En France depuis quelques années, les acteurs industriels ne parlent plus seulement de traitement des eaux usées, mais de réutilisation et de boucles fermées. Derrière la sémantique, plusieurs objectifs : alléger les prélèvements, sécuriser la production et, de plus en plus, récupérer de la valeur dans les effluents produits.
Depuis 2023–2024, la France a simplifié et élargi la réutilisation des eaux usées traitées (REUT). Un décret de janvier 2024 en détaille les usages, la procédure d’autorisation et la surveillance sanitaire. Un arrêté de juillet 2024 précise l’emploi d’eaux réutilisées au sein d’un site ou entre sites du secteur alimentaire.
Les effluents deviennent des actifs de production
Les industriels n’utilisent plus l’eau une seule fois, la volonté est aujourd’hui de créer une boucle fermée, dans l’objectif de revaloriser les eaux usées. Concrètement, la revalorisation combine les actions suivantes.

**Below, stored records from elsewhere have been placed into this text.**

//! # img2pdf
//!
//! Convert arbitrary user images into a paginated PDF document.
//!
//! ## Why this crate?
//!
//! Dumping images into a PDF sounds trivial until real inputs arrive:
//! transparent PNGs that turn black under a lossy re-encode, one corrupt
//! file in a 200-image batch, a user who cancels halfway, and a host that
//! cannot block while a phone-camera JPEG decodes. This crate wraps the
//! whole path — decode, white-flatten, JPEG re-encode, page layout, PDF
//! assembly, delivery — in a cancellable pipeline that reports progress
//! per image and survives bad inputs by skipping them instead of failing
//! the job.
//!
//! ## Pipeline Overview
//!
//! ```text
//! images
//!  │
//!  ├─ 1. Normalize  decode + flatten onto white + JPEG re-encode
//!  │                (worker task, sequential, cancellable per image)
//!  ├─ 2. Layout     page size + contain-scaled placement per image
//!  ├─ 3. Assemble   one page per image via lopdf (DCTDecode embed)
//!  └─ 4. Deliver    save to disk / hand to the host viewer
//! ```
//!
//! ## Quick Start
//!
//! ```rust,no_run
//! use img2pdf::{convert, InputImage, JobConfig};
//!
//! #[tokio::main]
//! async fn main() -> Result<(), Box<dyn std::error::Error>> {
//!     let files = vec![InputImage::new(
//!         "photo.png",
//!         "image/png",
//!         std::fs::read("photo.png")?,
//!     )];
//!     let output = convert(files, &JobConfig::default()).await?;
//!     std::fs::write("photo.pdf", &output.pdf)?;
//!     eprintln!(
//!         "{} pages, {} images skipped",
//!         output.stats.page_count, output.stats.skipped_images
//!     );
//!     Ok(())
//! }
//! ```
//!
//! For progress events, cancellation, and platform-aware delivery, use
//! [`PipelineManager`]; for a stream-shaped frontend, [`convert_stream`].
//!
//! ## Feature Flags
//!
//! | Feature | Default | Description |
//! |---------|---------|-------------|
//! | `cli`   | on      | Enables the `img2pdf` binary (clap + anyhow + indicatif) |
//!
//! Disable `cli` when using only the library to avoid pulling in CLI-only
//! deps:
//! ```toml
//! img2pdf = { version = "0.3", default-features = false }
//! ```

// ── Modules ──────────────────────────────────────────────────────────────

pub mod config;
pub mod convert;
pub mod delivery;
pub mod error;
pub mod event;
pub mod geometry;
pub mod manager;
pub mod output;
pub mod pipeline;
pub mod stream;

mod worker;

// ── Re-exports ───────────────────────────────────────────────────────────

pub use config::{JobConfig, JobConfigBuilder};
pub use convert::{convert, convert_sync, convert_to_file};
pub use delivery::{Delivered, DeliveryStrategy, OpenInViewer, StandardDownload};
pub use error::{DeliveryError, ImageFault, Img2PdfError};
pub use event::{InputImage, ProgressEvent};
pub use geometry::{compute_layout, Margins, PageLayout, PageSizeMode};
pub use manager::{PipelineManager, PipelineState};
pub use output::{ConversionOutput, JobOutput, JobStats, NormalizedImage};
pub use stream::{convert_stream, JobEvent, JobHandle, JobStream};
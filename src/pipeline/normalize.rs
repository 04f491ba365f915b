//! Image normalization: decode, flatten onto white, JPEG re-encode, and
//! attach the page layout.
//!
//! ## Why flatten onto white?
//!
//! The output stream is always JPEG, which has no alpha channel. A PNG with
//! transparency decoded straight to RGB renders its transparent region as
//! black. Compositing onto an opaque white canvas first gives the result a
//! print-like background instead.
//!
//! ## Why always JPEG?
//!
//! One codec path keeps the embedded page streams uniform (every page is a
//! DCTDecode XObject) and makes output size proportional to the configured
//! quality rather than to whatever format the user happened to upload.

use crate::config::JobConfig;
use crate::error::ImageFault;
use crate::event::InputImage;
use crate::geometry;
use crate::output::NormalizedImage;
use image::codecs::jpeg::JpegEncoder;
use image::{DynamicImage, Rgba, RgbaImage};
use tracing::debug;

/// Normalize one input image.
///
/// CPU-bound; the worker calls this through `spawn_blocking`. A failure at
/// any step is an [`ImageFault`] — the caller skips the image and continues
/// with the rest of the queue.
pub fn normalize_image(
    file: InputImage,
    config: &JobConfig,
) -> Result<NormalizedImage, ImageFault> {
    let decoded = image::load_from_memory(&file.bytes).map_err(|e| ImageFault::DecodeFailed {
        name: file.name.clone(),
        detail: e.to_string(),
    })?;

    let width = decoded.width();
    let height = decoded.height();
    debug!(
        "Decoded '{}' ({}): {}x{} px",
        file.name, file.media_type, width, height
    );

    let layout = geometry::compute_layout(
        f64::from(width),
        f64::from(height),
        config.page_size,
        config.margins,
    );

    let jpeg =
        flatten_to_jpeg(&decoded, config.jpeg_quality).map_err(|e| ImageFault::EncodeFailed {
            name: file.name.clone(),
            detail: e.to_string(),
        })?;

    debug!(
        "Normalized '{}': {} raw → {} JPEG bytes",
        file.name,
        file.bytes.len(),
        jpeg.len()
    );

    Ok(NormalizedImage {
        name: file.name,
        width,
        height,
        jpeg,
        layout,
    })
}

/// Composite onto an opaque white canvas and encode as JPEG.
fn flatten_to_jpeg(img: &DynamicImage, quality: f32) -> Result<Vec<u8>, image::ImageError> {
    let mut canvas = RgbaImage::from_pixel(img.width(), img.height(), Rgba([255, 255, 255, 255]));
    image::imageops::overlay(&mut canvas, &img.to_rgba8(), 0, 0);
    let rgb = DynamicImage::ImageRgba8(canvas).to_rgb8();

    // image's encoder takes quality 1–100; the config exposes the 0.0–1.0
    // scale hosts are used to.
    let q = (quality * 100.0).round().clamp(1.0, 100.0) as u8;

    let mut buf = Vec::new();
    let encoder = JpegEncoder::new_with_quality(&mut buf, q);
    rgb.write_with_encoder(encoder)?;
    Ok(buf)
}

D’abord, le recyclage interne : des procédés d’ultrafiltration accompagnés d’une osmose inverse (parfois avec bioréacteurs à membranes, UV, ozonation) permettent de revenir à des qualités des eaux compatibles avec des activités de rinçages, de nettoyage et de refroidissement. Dans l’agroalimentaire par exemple, Danone a obtenu une dérogation pionnière pour réutiliser de l’eau recyclée dans certaines étapes de nettoyage, avec à la clé environ 30 % d’économie d’eau.
Ensuite, l’utilisation de boucles de refroidissement fermées permet de limiter l’évaporation et de réduire les prélèvements d’eau douce. Dans ce cadre, ArcelorMittal met en avant cette stratégie dans ses nouvelles installations bas-carbone, sur son site de Dunkerque.
La récupération de chaleur sur effluents et la valorisation des boues (méthanisation) constitue la troisième voie possible. Les grands acteurs du traitement de l’eau, comme Veolia ou Suez industrialisent ces approches dans leurs offres actuelles à destination des entreprises.
Enfin, le recyclage pour utilités : les eaux retraitées peuvent dans ce cas alimenter les circuits incendie, les tours de refroidissement ou le lavage des gaz par exemple.
La microélectronique en première ligne
Les industries de haute technologie, très gourmandes en eau ultra-pure, sont particulièrement en pointe sur la thématique de l’innovation en traitement des eaux usées. STMicroelectronics annonce par exemple d’ores et déjà un taux de 42 % d’eau recyclée (en 2023), et vise 50 % d’ici 2025. Soitec, autre acteur majeur, a doublé en quelques années son taux de réutilisation sur son site de Bernin. Ces efforts s’expliquent autant par la pression environnementale que par la nécessité d’assurer une continuité de production dans un secteur hautement stratégique.
Derrière ces réussites se cachent aussi les géants français de l’eau, Veolia et Suez, qui développent et déploient des technologies de pointe : bioréacteurs à membranes, nanofiltration, procédés d’oxydation avancée, élimination de micropolluants ou encore pilotage numérique. Ils accompagnent ainsi les industriels dans la conception de systèmes intégrés, où l’eau devient un flux circulaire au même titre que l’énergie ou les matières premières.
Malgré ces avancées, la France reste en retard sur la réutilisation par rapport à ses voisins du sud de l’Europe notamment : moins de 1 % des eaux usées traitées sont réutilisées, contre 8 à 15 % en Italie et en Espagne. Les freins actuels tiennent autant à la lourdeur administrative qu’à la crainte des risques sanitaires, et à la difficulté de financer certaines installations sur les sites de taille moyenne.
La prochaine étape consistera à penser la réutilisation non plus seulement au niveau du site industriel, mais à l’échelle territoriale. Une eau utilisée par une usine peut en théorie irriguer des cultures voisines, servir au nettoyage urbain ou être restituée sur un autre site industriel. Cette approche collective, déjà expérimentée dans certains bassins en Espagne, pourrait aussi constituer une réponse durable aux tensions hydriques en France.